E’ doloroso pensare all’atteggiamento di quelle comunità cristiane che si sono allineate alla propaganda bellica​ anziché levare una voce di pace: se le Chiese di Russia e Ucraina fossero state unite nel condannare la guerra, forse si sarebbero aperte prospettive diverse per fermare il conflitto​.

​Giungere alla pace richiede un cammino che, oltre agli accordi politici, metta insieme giustizia, verità e perdono: può sembrare che perdono e giustizia siano inconciliabili ma non mancano, anche nella nostra epoca, testimonianze di persone e di popoli – pensiamo alle nazioni uscite dal secondo conflitto mondiale – che superando la spirale dell’odio hanno messo le basi per un futuro di pace, oggi nuovamente minacciato.

Durante uno degli incontri che il prof. Marco Impagliazzo, docente di storia contemporanea e presidente della Comunità di Sant’Egidio, ha tenuto in Basilicata per presentare il suo libro “I Giubilei nella storia”, un ascoltatore gli ha rivolto una domanda che urge nel cuore di tutti: “Ma come si fa a fare la pace? Come si fa ad essere pacificatori?”.

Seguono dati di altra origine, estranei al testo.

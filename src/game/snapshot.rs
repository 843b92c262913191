//! # Snapshot Module
//!
//! The serializable save offer: what a session hands to an external store.

use crate::{IsleError, IsleResult, PlayerCharacter};
use serde::{Deserialize, Serialize};
use uuid::Uuid;

/// The portable state of a session.
///
/// Exactly what an external store needs to resurrect a game: the player
/// record and the area they were in. The board never travels — every area
/// uses the standard layout and is rebuilt on restore. `save_id` is minted
/// fresh per capture so a store can key saves without inspecting them.
///
/// The crate never writes snapshots anywhere itself; storage belongs to the
/// embedder.
#[derive(Debug, Clone, PartialEq, Eq, Serialize, Deserialize)]
pub struct SessionSnapshot {
    pub save_id: Uuid,
    pub player: PlayerCharacter,
    pub current_area: u32,
}

impl SessionSnapshot {
    /// Captures a snapshot of the given player and area.
    pub fn capture(player: &PlayerCharacter, current_area: u32) -> Self {
        Self {
            save_id: Uuid::new_v4(),
            player: player.clone(),
            current_area,
        }
    }

    /// Serializes the snapshot to JSON.
    pub fn to_json(&self) -> IsleResult<String> {
        serde_json::to_string_pretty(self).map_err(IsleError::from)
    }

    /// Loads a snapshot from JSON.
    pub fn from_json(json: &str) -> IsleResult<Self> {
        serde_json::from_str(json).map_err(IsleError::from)
    }
}

#[cfg(test)]
mod tests {
    use super::*;

    #[test]
    fn test_capture_copies_state() {
        let player = PlayerCharacter::spawn();
        let snapshot = SessionSnapshot::capture(&player, 3);
        assert_eq!(snapshot.player, player);
        assert_eq!(snapshot.current_area, 3);
    }

    #[test]
    fn test_save_ids_are_unique() {
        let player = PlayerCharacter::spawn();
        let a = SessionSnapshot::capture(&player, 0);
        let b = SessionSnapshot::capture(&player, 0);
        assert_ne!(a.save_id, b.save_id);
    }

    #[test]
    fn test_json_round_trip() {
        let mut player = PlayerCharacter::spawn();
        player.stamina = 73;
        let snapshot = SessionSnapshot::capture(&player, 5);

        let json = snapshot.to_json().unwrap();
        let loaded = SessionSnapshot::from_json(&json).unwrap();
        assert_eq!(loaded, snapshot);
    }

    #[test]
    fn test_snapshot_excludes_board() {
        let snapshot = SessionSnapshot::capture(&PlayerCharacter::spawn(), 0);
        let json = snapshot.to_json().unwrap();
        let value: serde_json::Value = serde_json::from_str(&json).unwrap();
        let keys: Vec<&String> = value.as_object().unwrap().keys().collect();
        assert!(!keys.iter().any(|k| k.contains("board")));
        assert!(!keys.iter().any(|k| k.contains("tiles")));
    }

    #[test]
    fn test_from_json_rejects_garbage() {
        assert!(matches!(
            SessionSnapshot::from_json("not json at all"),
            Err(IsleError::Serde(_))
        ));
    }
}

La risposta è stata che ci sono tante strade, ma se ne possono indicare principalmente tre.

La prima è quella di non credere mai che le guerre degli altri non ci riguardino” perché se scoppia la guerra in Siria, in Sudan, o in Paesi che consideriamo lontani da noi, prima o poi le conseguenze di quelle guerre ci toccheranno. Senza dimenticare che “la prima conseguenza è che facciamo parte tutti della stessa umanità e sono nostri fratelli quelli che perdono la vita e diventano vittime della guerra”.

Secondo punto, la solidarietà. Per essere pacificatori, bisogna essere solidali“. Se ne è avuta testimonianza in questi anni con l’accoglienza ai migranti e agli ucraini arrivati in Italia e, più recentemente, con le cure prestate ai bambini palestinesi rimasti feriti o mutilati durante la guerra nella Striscia di Gaza.

La terza pista – ha aggiunto il presidente della Comunità di Sant’Egidio – è quella di pregare per la pace” perché, come diceva Giorgio La Pira, la preghiera è una forza capace di cambiare le sorti del mondo.

Queste strade rappresentano come delle piste per capire cosa significhi essere “operatori di pace” che è tutt’altra cosa, secondo mons. Caiazzo, dall’essere “pacifisti”: – Chi è credente, chi è cristiano, nel nome del Signore può essere molto di più: un operatore di pace, capace di dare la vita per il bene degli altri -.

Il Giubileo della Speranza ci invita a compiere questo cammino di conversione, in particolare in questi quaranta giorni che precedono l’annuncio, sorprendente quanto reale, della Resurrezione del Signore.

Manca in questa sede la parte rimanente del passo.